There was one mixed train daily, each way, between here and Greensboro, and the mail was delivered from the station to the Salem postoffice,
on the west side of Main street, opposite the Salem square, Felix Crutchfield was conductor, and John D. Hollister, engineer.
Now, going back to Main street, on the east side, where the new city hall is now being erected, was the home of Judge D.H. Starbuck, which
was regarded as the finest residence in Winston, at that time, and at the northwest corner of his lot, near Main street, was his small brick law office.
The only other house on this block, was the small frame dwelling of Harrison Pitts, which faced on Second street, where the Orinoco warehouse
now stands, and just beyond Church street, was the blacksmith shop of Ed Spach, while on the east side of Chestnut street, near the middle of the
block, was a small frame building, the first unit of the R.J. Reynolds Tobacco Company.
Going east, beyond Chestnut street, on the south side of Second street, were the two new four-room cottages of J. W. and D. S. Reid, and on
the corner of Second and Depot streets, facing eastward, was the store of Reid Brothers.
On the north side of Second street, opposite Messrs. Reid, was a small frame dwelling occupied by a Mr. Dunnagan, who had lately moved
here from Virginia. Mr. Dunnagan said that before coming here someone had told him that in Winston times were so prosperous that roast pigs
were running around the streets with a knife and fork sticking in their backs, and a placard attached, inviting the hungry to come and eat. He
immediately moved to Winston, but said he had failed to find the roast pigs.
Returning west on the north side of Second street, the first unit of the Baptist church was in course of construction, and was opened for
worship the next year and on the east side of Church street, between Second and Third, was a small frame livery stable, operated by George Beck.
As far as I remember, the remaining ground east of Church street, and from First to Third, was all in woods, as was also the southern part of
the block north of Second, and between Main and Church streets, where was located the town camping ground often filled at night with covered
wagons, horses, men and dogs. Wood fires burned brightly, while the music of fiddles and banjos was often
heard until late at night.
Just north of where the Interurban Bus Station is now located, was the frame store of J. E. Gilmer, whose clerks were Frank Mickle and John
Burton, both of whom I think are still living, and both still in the mercantile business. Upstairs over the Gilmer store was the office and press rooms
of The Western Sentinel, George M. Mathes, editor, and the next house adjoining, was the home of Mr. Gilmer’s family.
Next, to the north, was the Merchants Hotel, which consisted of a substantial eight-room brick building, two story and basement, and to which
had recently been added, on the south side, a four-story frame addition having on the first floor - an office, two private rooms, a kitchen and a
large dining room, tables extended clear across the dining room, and wooden stools were provided for the guests, the stools being pushed under
the table when not in use. I still have one of these stools at my home.
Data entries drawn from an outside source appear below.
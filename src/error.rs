//! Cell coordination error types

use std::time::Duration;

use thiserror::Error;

use crate::address::CellPath;
use crate::envelope::RemoteFailure;
use crate::records::ResourceId;

/// Errors that can occur while coordinating cells
#[derive(Debug, Error)]
pub enum CellError {
    /// Address literal could not be parsed
    #[error("Malformed address '{input}': {reason}")]
    MalformedAddress { input: String, reason: String },

    /// Targeted cell is not known to the transport
    #[error("Cell not found: {0}")]
    CellNotFound(CellPath),

    /// Resource record is absent from the record store
    #[error("Resource not found: {0}")]
    ResourceNotFound(ResourceId),

    /// A call did not complete before its deadline
    #[error("Timed out after {after:?} waiting for cell {cell}")]
    Timeout { cell: CellPath, after: Duration },

    /// Failure captured on the remote side, attributed to the cell that raised it
    #[error("Cell {cell} failed: {failure}")]
    Remote { cell: CellPath, failure: RemoteFailure },

    /// Aggregation invariant broken
    #[error("Protocol violation: {0}")]
    ProtocolViolation(String),

    /// Transport driver error
    #[error("Transport error: {0}")]
    Transport(String),

    /// Record store error
    #[error("Record store error: {0}")]
    Store(String),

    /// Reply payload did not have the expected shape
    #[error("Decode error: {0}")]
    Decode(#[from] serde_json::Error),

    /// Configuration error
    #[error("Configuration error: {0}")]
    Config(String),
}

impl CellError {
    pub(crate) fn malformed(input: &str, reason: impl Into<String>) -> Self {
        Self::MalformedAddress {
            input: input.to_string(),
            reason: reason.into(),
        }
    }

    /// True for the "target does not exist" family of errors
    pub fn is_not_found(&self) -> bool {
        matches!(self, Self::CellNotFound(_) | Self::ResourceNotFound(_))
    }

    /// The cell this error is attributed to, if any
    pub fn cell(&self) -> Option<&CellPath> {
        match self {
            Self::CellNotFound(cell) | Self::Timeout { cell, .. } | Self::Remote { cell, .. } => {
                Some(cell)
            }
            _ => None,
        }
    }
}

pub type Result<T> = std::result::Result<T, CellError>;
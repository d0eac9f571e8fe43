//! End-to-end flows over the loopback driver with three cells

use std::collections::BTreeMap;
use std::sync::Arc;
use std::time::Duration;

use anyhow::bail;
use async_trait::async_trait;
use chrono::Utc;
use parking_lot::{Mutex, RwLock};
use serde_json::{json, Value};

use honeycomb::propagation::apply_announcement;
use honeycomb::{
    BandwidthUsage, CellError, CellHandler, CellMessage, CellPath, CellTree, CellsConfig, CellsManager,
    InMemoryRecordStore, InstanceFault, LoopbackNetwork, ResourceId, ResourceRecord, TopologyStore, TreeTopology,
};

fn path(text: &str) -> CellPath {
    CellPath::parse(text).unwrap()
}

/// A cell with one compute host, answering from canned data
struct FleetCell {
    name: CellPath,
    host: String,
    topology: Arc<TreeTopology>,
    received: Mutex<Vec<CellMessage>>,
}

impl FleetCell {
    fn new(tree: &Arc<RwLock<CellTree>>, name: &str, host: &str) -> Arc<Self> {
        Arc::new(Self {
            name: path(name),
            host: host.to_string(),
            topology: Arc::new(TreeTopology::new(Arc::clone(tree), path(name)).unwrap()),
            received: Mutex::new(Vec::new()),
        })
    }

    fn service(&self) -> Value {
        json!({"id": "1", "host": self.host, "binary": "compute", "topic": "compute"})
    }

    fn count(&self, method: &str) -> usize {
        self.received.lock().iter().filter(|m| m.method() == method).count()
    }
}

#[async_trait]
impl CellHandler for FleetCell {
    async fn handle(&self, origin: &CellPath, message: CellMessage) -> anyhow::Result<Value> {
        if apply_announcement(self.topology.as_ref(), origin, &message) {
            self.received.lock().push(message);
            return Ok(Value::Null);
        }
        self.received.lock().push(message.clone());
        match message {
            CellMessage::ServiceGetAll { filters } if filters.contains_key("stall") && self.host == "east-1" => {
                tokio::time::sleep(Duration::from_secs(3600)).await;
                Ok(Value::Null)
            }
            CellMessage::ServiceGetAll { .. } => Ok(json!([self.service()])),
            CellMessage::ServiceGetByComputeHost { host } if host == self.host => Ok(self.service()),
            CellMessage::ServiceGetByComputeHost { host } => bail!("no service on host {host}"),
            CellMessage::ComputeNodeGet { compute_id } if compute_id == "7" => Ok(json!({
                "id": "7",
                "hypervisor_hostname": self.host,
                "vcpus": 16,
            })),
            CellMessage::ComputeNodeGet { compute_id } => bail!("compute node {compute_id} not found"),
            CellMessage::ComputeNodeStats => Ok(json!({"count": 1, "vcpus": 16, "memory_mb": 4096})),
            CellMessage::TaskLogGetAll { task_name, host, .. } => {
                if host.as_deref().is_some_and(|h| h != self.host) {
                    return Ok(json!([]));
                }
                let now = Utc::now();
                Ok(json!([{
                    "id": "3",
                    "task_name": task_name,
                    "host": self.host,
                    "state": "DONE",
                    "period_beginning": now,
                    "period_ending": now,
                }]))
            }
            CellMessage::ProxyRpcToManager { host, .. } if host == "slow" => {
                tokio::time::sleep(Duration::from_secs(3600)).await;
                Ok(Value::Null)
            }
            CellMessage::ProxyRpcToManager { host, topic, message, .. } => Ok(json!({
                "cell": self.name,
                "host": host,
                "topic": topic,
                "echo": message,
            })),
            _ => Ok(Value::Null),
        }
    }
}

struct Fleet {
    top: CellsManager,
    east: CellsManager,
    top_cell: Arc<FleetCell>,
    east_cell: Arc<FleetCell>,
    west_cell: Arc<FleetCell>,
    east_records: Arc<InMemoryRecordStore>,
}

async fn fleet() -> Fleet {
    fleet_with(CellsConfig::default()).await
}

async fn fleet_with(config: CellsConfig) -> Fleet {
    let mut tree = CellTree::new();
    for p in ["api", "api.east", "api.west"] {
        tree.add_cell(path(p)).unwrap();
    }
    let tree = Arc::new(RwLock::new(tree));
    let network = LoopbackNetwork::new(Arc::clone(&tree));

    let top_cell = FleetCell::new(&tree, "api", "top-1");
    let east_cell = FleetCell::new(&tree, "api.east", "east-1");
    let west_cell = FleetCell::new(&tree, "api.west", "west-1");
    east_cell.topology.set_capacities(json!({"ram_free": 100}));
    west_cell.topology.set_capacities(json!({"ram_free": 40}));
    let east_records = Arc::new(InMemoryRecordStore::new());

    let mut managers = Vec::new();
    for (name, handler, records) in [
        ("api", Arc::clone(&top_cell), Arc::new(InMemoryRecordStore::new())),
        ("api.east", Arc::clone(&east_cell), Arc::clone(&east_records)),
        ("api.west", Arc::clone(&west_cell), Arc::new(InMemoryRecordStore::new())),
    ] {
        let topology = Arc::clone(&handler.topology);
        let driver = network.attach(path(name), handler).unwrap();
        let manager = CellsManager::new(config.clone(), topology, records, Arc::new(driver)).unwrap();
        manager.post_start_hook().await.unwrap();
        managers.push(manager);
    }

    let _west = managers.pop().unwrap();
    let east = managers.pop().unwrap();
    let top = managers.pop().unwrap();
    Fleet {
        top,
        east,
        top_cell,
        east_cell,
        west_cell,
        east_records,
    }
}

async fn wait_for(cell: &FleetCell, method: &str, count: usize) {
    for _ in 0..200 {
        if cell.count(method) >= count {
            return;
        }
        tokio::time::sleep(Duration::from_millis(5)).await;
    }
    panic!("{} never received {count} {method}", cell.name);
}

// === Startup ===

#[tokio::test]
async fn test_startup_pulls_from_children_and_leaves_push() {
    let fleet = fleet().await;

    wait_for(&fleet.east_cell, "request_capabilities", 1).await;
    wait_for(&fleet.west_cell, "request_capacities", 1).await;
    // both leaves announce to the top cell
    wait_for(&fleet.top_cell, "announce_capabilities", 2).await;
    wait_for(&fleet.top_cell, "announce_capacities", 2).await;

    // announcements are applied before they are recorded
    let totals = fleet.top_cell.topology.our_capacities();
    assert_eq!(totals["ram_free"].as_i64(), Some(140));
}

// === Broadcast Queries ===

#[tokio::test]
async fn test_service_get_all_spans_the_tree() {
    let fleet = fleet().await;

    let mut services = fleet.top.service_get_all(BTreeMap::new()).await.unwrap();
    services.sort_by(|a, b| a.id.cmp(&b.id));

    let ids: Vec<&str> = services.iter().map(|s| s.id.as_str()).collect();
    assert_eq!(ids, vec!["api!1", "api.east!1", "api.west!1"]);
    let hosts: Vec<&str> = services.iter().map(|s| s.host.as_str()).collect();
    assert_eq!(hosts, vec!["api!top-1", "api.east!east-1", "api.west!west-1"]);
}

#[tokio::test]
async fn test_broadcast_from_a_child_covers_its_subtree_only() {
    let fleet = fleet().await;

    let services = fleet.east.service_get_all(BTreeMap::new()).await.unwrap();
    assert_eq!(services.len(), 1);
    assert_eq!(services[0].id, "api.east!1");
}

#[tokio::test]
async fn test_broadcast_query_times_out_on_a_silent_cell() {
    let fleet = fleet_with(CellsConfig {
        call_timeout_secs: Some(1),
        ..Default::default()
    })
    .await;
    let filters: BTreeMap<String, Value> = [("stall".to_string(), json!(true))].into_iter().collect();

    let result = tokio::time::timeout(Duration::from_secs(4), fleet.top.service_get_all(filters))
        .await
        .expect("service_get_all should give up after the configured call timeout");
    match result.unwrap_err() {
        CellError::Timeout { cell, after } => {
            assert_eq!(cell, path("api.east"));
            assert_eq!(after, Duration::from_secs(1));
        }
        other => panic!("expected timeout, got {other:?}"),
    }
}

#[tokio::test]
async fn test_compute_node_stats_sum_over_cells() {
    let fleet = fleet().await;

    let stats = fleet.top.compute_node_stats().await.unwrap();
    assert_eq!(stats["count"].as_i64(), Some(3));
    assert_eq!(stats["vcpus"].as_i64(), Some(48));
    assert_eq!(stats["memory_mb"].as_i64(), Some(12288));
}

#[tokio::test]
async fn test_task_logs_broadcast_and_targeted() {
    let fleet = fleet().await;
    let now = Utc::now();

    let all = fleet.top.task_log_get_all("audit", now, now, None, None).await.unwrap();
    assert_eq!(all.len(), 3);

    let one = fleet
        .top
        .task_log_get_all("audit", now, now, Some("api.west!west-1"), None)
        .await
        .unwrap();
    assert_eq!(one.len(), 1);
    assert_eq!(one[0].id, "api.west!3");
    assert_eq!(one[0].host, "api.west!west-1");
    assert_eq!(fleet.east_cell.count("task_log_get_all"), 1);
}

// === Targeted Queries ===

#[tokio::test]
async fn test_targeted_lookups_are_qualified() {
    let fleet = fleet().await;

    let node = fleet.top.compute_node_get("api.east!7").await.unwrap();
    assert_eq!(node.id, "api.east!7");
    assert_eq!(node.vcpus, 16);

    let svc = fleet.top.service_get_by_compute_host("api.west!west-1").await.unwrap();
    assert_eq!(svc.host, "api.west!west-1");
    assert_eq!(svc.cell_name, Some(path("api.west")));
}

#[tokio::test]
async fn test_remote_failure_names_the_cell() {
    let fleet = fleet().await;

    let err = fleet.top.compute_node_get("api.west!99").await.unwrap_err();
    match err {
        CellError::Remote { cell, failure } => {
            assert_eq!(cell, path("api.west"));
            assert!(failure.message.contains("99"));
        }
        other => panic!("expected remote failure, got {other:?}"),
    }
}

#[tokio::test]
async fn test_unknown_cell_is_not_found() {
    let fleet = fleet().await;

    let err = fleet.top.compute_node_get("api.south!7").await.unwrap_err();
    assert!(matches!(err, CellError::CellNotFound(p) if p == path("api.south")));
}

// === Proxy ===

#[tokio::test]
async fn test_proxy_reaches_the_host_in_its_cell() {
    let fleet = fleet().await;

    let reply = fleet
        .top
        .proxy_rpc_to_manager("compute.api.east!east-1", json!({"method": "ping"}), true, None)
        .await
        .unwrap();
    assert_eq!(reply["cell"], json!("api.east"));
    assert_eq!(reply["host"], json!("east-1"));
    assert_eq!(reply["topic"], json!("compute.east-1"));
    assert_eq!(reply["echo"], json!({"method": "ping"}));
}

#[tokio::test]
async fn test_proxy_call_times_out() {
    let fleet = fleet().await;

    let err = fleet
        .top
        .proxy_rpc_to_manager("compute.api.west!slow", json!({}), true, Some(Duration::from_millis(50)))
        .await
        .unwrap_err();
    match err {
        CellError::Timeout { cell, after } => {
            assert_eq!(cell, path("api.west"));
            assert_eq!(after, Duration::from_millis(50));
        }
        other => panic!("expected timeout, got {other:?}"),
    }
}

// === Upward Reports ===

#[tokio::test]
async fn test_faults_and_bandwidth_reach_the_top() {
    let fleet = fleet().await;
    let instance_id = ResourceId::new();
    let now = Utc::now();

    fleet
        .east
        .instance_fault_create_at_top(InstanceFault {
            instance_id,
            code: 500,
            message: "boom".into(),
            details: String::new(),
            created_at: now,
        })
        .await;
    fleet
        .east
        .bw_usage_update_at_top(BandwidthUsage {
            instance_id,
            mac: "fa:16:3e:00:00:01".into(),
            start_period: now,
            bw_in: 10,
            bw_out: 20,
            last_ctr_in: 10,
            last_ctr_out: 20,
            last_refreshed: None,
        })
        .await;

    wait_for(&fleet.top_cell, "instance_fault_create_at_top", 1).await;
    wait_for(&fleet.top_cell, "bw_usage_update_at_top", 1).await;
}

#[tokio::test]
async fn test_cell_info_names_neighbors() {
    let fleet = fleet().await;
    let info = fleet.east.get_cell_info_for_neighbors();
    assert_eq!(info["name"], json!("api.east"));
    assert_eq!(info["parents"], json!(["api"]));
}

// === Reconciliation ===

#[tokio::test]
async fn test_heal_publishes_to_the_top() {
    let fleet = fleet().await;
    fleet
        .east_records
        .upsert(ResourceRecord::new(ResourceId::new(), Utc::now()).with_project("p1"));

    let report = fleet.east.heal_instances().await;
    assert_eq!(report.updated, 1);
    assert_eq!(report.failed_sends, 0);

    wait_for(&fleet.top_cell, "instance_update_at_top", 1).await;
    assert_eq!(fleet.west_cell.count("instance_update_at_top"), 0);
}

#[tokio::test]
async fn test_deleted_record_heals_as_destroy() {
    let fleet = fleet().await;
    fleet
        .east_records
        .upsert(ResourceRecord::new(ResourceId::new(), Utc::now()).with_deleted(true));

    let report = fleet.east.heal_instances().await;
    assert_eq!(report.destroyed, 1);
    wait_for(&fleet.top_cell, "instance_destroy_at_top", 1).await;
}

#[tokio::test]
async fn test_top_cell_does_not_heal() {
    let fleet = fleet().await;
    assert!(fleet.top.heal_instances().await.skipped);
}
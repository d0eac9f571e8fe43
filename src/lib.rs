//! # Honeycomb
//!
//! Hierarchical cell coordination - a tree of cells that route requests to
//! each other and keep their parents up to date.
//!
//! Every cell owns a slice of the fleet. A request made at any cell can be
//! targeted at one cell by path, broadcast down a subtree, or pushed up to the
//! ancestors; replies come back as per-cell envelopes and are merged by an
//! aggregation policy.
//!
//! ## Architecture
//!
//! ```text
//! ┌─────────────────────────────────────────────────────────────────────┐
//! │                         CELLS MANAGER (api)                          │
//! │  ┌──────────────┐  ┌──────────────┐  ┌──────────────┐               │
//! │  │    Router    │  │ Reconciler   │  │ Propagation  │               │
//! │  └──────┬───────┘  └──────────────┘  └──────────────┘               │
//! └─────────┼───────────────────────────────────────────────────────────┘
//!           │ Transport (call / cast, targeted / broadcast)
//!          ┌┴──────────────────┬───────────────────┐
//!          ▼                   ▼                   ▼
//!   ┌─────────────┐     ┌─────────────┐     ┌─────────────┐
//!   │  api.east   │     │  api.west   │     │  api.north  │
//!   └──────┬──────┘     └──────┬──────┘     └─────────────┘
//!          │                   │
//!     ┌────┴────┐         ┌────┴────┐
//!     ▼         ▼         ▼         ▼
//!   ┌─────┐  ┌─────┐    ┌─────┐  ┌─────┐
//!   │rack1│  │rack2│    │rack1│  │rack2│
//!   └─────┘  └─────┘    └─────┘  └─────┘
//! ```
//!
//! ## Key Concepts
//!
//! - **Cell path**: dotted route from the top cell (`api.east.rack1`)
//! - **Target address**: `cell!item` or `cell!item@host`
//! - **Envelope**: one cell's reply, success or captured failure
//! - **Reconciliation**: periodic re-publication of local records upward

pub mod address;
pub mod aggregate;
pub mod config;
pub mod cursor;
pub mod envelope;
pub mod error;
pub mod loopback;
pub mod manager;
pub mod message;
pub mod models;
pub mod propagation;
pub mod reconcile;
pub mod records;
pub mod router;
pub mod topology;
pub mod transport;

pub use address::{CellPath, TargetAddress};
pub use aggregate::{AggregationPolicy, Aggregated, Tagged};
pub use config::{CellsConfig, DriverKind};
pub use envelope::{RemoteFailure, ResultEnvelope};
pub use error::{CellError, Result};
pub use loopback::{LoopbackDriver, LoopbackNetwork};
pub use manager::CellsManager;
pub use message::{CellMessage, Direction};
pub use models::{BandwidthUsage, CellScoped, ComputeNode, DeleteType, InstanceFault, Service, TaskLog};
pub use reconcile::{ReconciliationEngine, TickReport};
pub use records::{InMemoryRecordStore, RecordStore, ResourceId, ResourceRecord, SyncQuery};
pub use router::Router;
pub use topology::{CellTree, TopologyStore, TreeTopology};
pub use transport::{CellHandler, Transport};
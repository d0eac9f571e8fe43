//! Messages exchanged between cells

use std::collections::BTreeMap;

use chrono::{DateTime, Utc};
use serde::{Deserialize, Serialize};
use serde_json::Value;

use crate::models::{BandwidthUsage, DeleteType, InstanceFault};
use crate::records::ResourceRecord;

/// Which way a broadcast travels through the tree
#[derive(Debug, Clone, Copy, PartialEq, Eq, Serialize, Deserialize)]
#[serde(rename_all = "snake_case")]
pub enum Direction {
    /// Toward the top cell
    Up,
    /// Toward the leaves
    Down,
}

/// Every request one cell can make of another
#[derive(Debug, Clone, PartialEq, Serialize, Deserialize)]
#[serde(tag = "method", content = "args", rename_all = "snake_case")]
pub enum CellMessage {
    ScheduleRunInstance {
        host_sched_kwargs: Value,
    },
    RunComputeApiMethod {
        method_info: Value,
    },
    InstanceUpdateAtTop {
        instance: ResourceRecord,
    },
    InstanceDestroyAtTop {
        instance: ResourceRecord,
    },
    InstanceDeleteEverywhere {
        instance: ResourceRecord,
        delete_type: DeleteType,
    },
    InstanceFaultCreateAtTop {
        fault: InstanceFault,
    },
    BwUsageUpdateAtTop {
        usage: BandwidthUsage,
    },
    SyncInstances {
        project_id: Option<String>,
        updated_since: Option<DateTime<Utc>>,
        deleted: bool,
    },
    ServiceGetAll {
        filters: BTreeMap<String, Value>,
    },
    ServiceGetByComputeHost {
        host: String,
    },
    /// Forwarded as-is to a host's management endpoint inside the target cell
    ProxyRpcToManager {
        host: String,
        topic: String,
        message: Value,
        call: bool,
        /// Caller's deadline, in milliseconds
        timeout_ms: Option<u64>,
    },
    TaskLogGetAll {
        task_name: String,
        period_beginning: DateTime<Utc>,
        period_ending: DateTime<Utc>,
        host: Option<String>,
        state: Option<String>,
    },
    ComputeNodeGet {
        compute_id: String,
    },
    ComputeNodeGetAll {
        hypervisor_match: Option<String>,
    },
    ComputeNodeStats,
    AnnounceCapabilities {
        capabilities: Value,
    },
    AnnounceCapacities {
        capacities: Value,
    },
    RequestCapabilities,
    RequestCapacities,
}

impl CellMessage {
    /// Method name used in logs
    pub fn method(&self) -> &'static str {
        match self {
            Self::ScheduleRunInstance { .. } => "schedule_run_instance",
            Self::RunComputeApiMethod { .. } => "run_compute_api_method",
            Self::InstanceUpdateAtTop { .. } => "instance_update_at_top",
            Self::InstanceDestroyAtTop { .. } => "instance_destroy_at_top",
            Self::InstanceDeleteEverywhere { .. } => "instance_delete_everywhere",
            Self::InstanceFaultCreateAtTop { .. } => "instance_fault_create_at_top",
            Self::BwUsageUpdateAtTop { .. } => "bw_usage_update_at_top",
            Self::SyncInstances { .. } => "sync_instances",
            Self::ServiceGetAll { .. } => "service_get_all",
            Self::ServiceGetByComputeHost { .. } => "service_get_by_compute_host",
            Self::ProxyRpcToManager { .. } => "proxy_rpc_to_manager",
            Self::TaskLogGetAll { .. } => "task_log_get_all",
            Self::ComputeNodeGet { .. } => "compute_node_get",
            Self::ComputeNodeGetAll { .. } => "compute_node_get_all",
            Self::ComputeNodeStats => "compute_node_stats",
            Self::AnnounceCapabilities { .. } => "announce_capabilities",
            Self::AnnounceCapacities { .. } => "announce_capacities",
            Self::RequestCapabilities => "request_capabilities",
            Self::RequestCapacities => "request_capacities",
        }
    }
}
The upper floors of the new part of the hotel were divided into twenty-four small guest rooms, each heated by a small wood stove, and lighted
with kerosene lamps, water being carried from a well in the back yard. The property was owned by Pfohl and Stockton and was in charge of E. A.
Pfohl and his wife, two of the kindest people I ever knew. I was supposed to be in charge of the office, but very often there was nothing for me to
do, and I was always glad when I was sent on errands to the bank, at corner of South Main and Bank streets, to the Salem postoffice, railway
station and elsewhere.
Beyond the hotel and extending to Third street, was a low, rambling wooden store building, owned and occupied by Pfohl and Stockton, as a
general store, and after they returned from the Centennial Exposition, in the summer of 1876, they decided to erect on this corner, a large brick
store three story, and full basement, and preparations for the building were begun at once. I was delegated to keep account of all the brick,
lumber and other material, as it was delivered on the lot. A Mr. Brown, from Salisbury, did the construction work, and the store was finished and
occupied early in 1877. This was the first real store building ever erected in Winston, and was a great attraction to everybody.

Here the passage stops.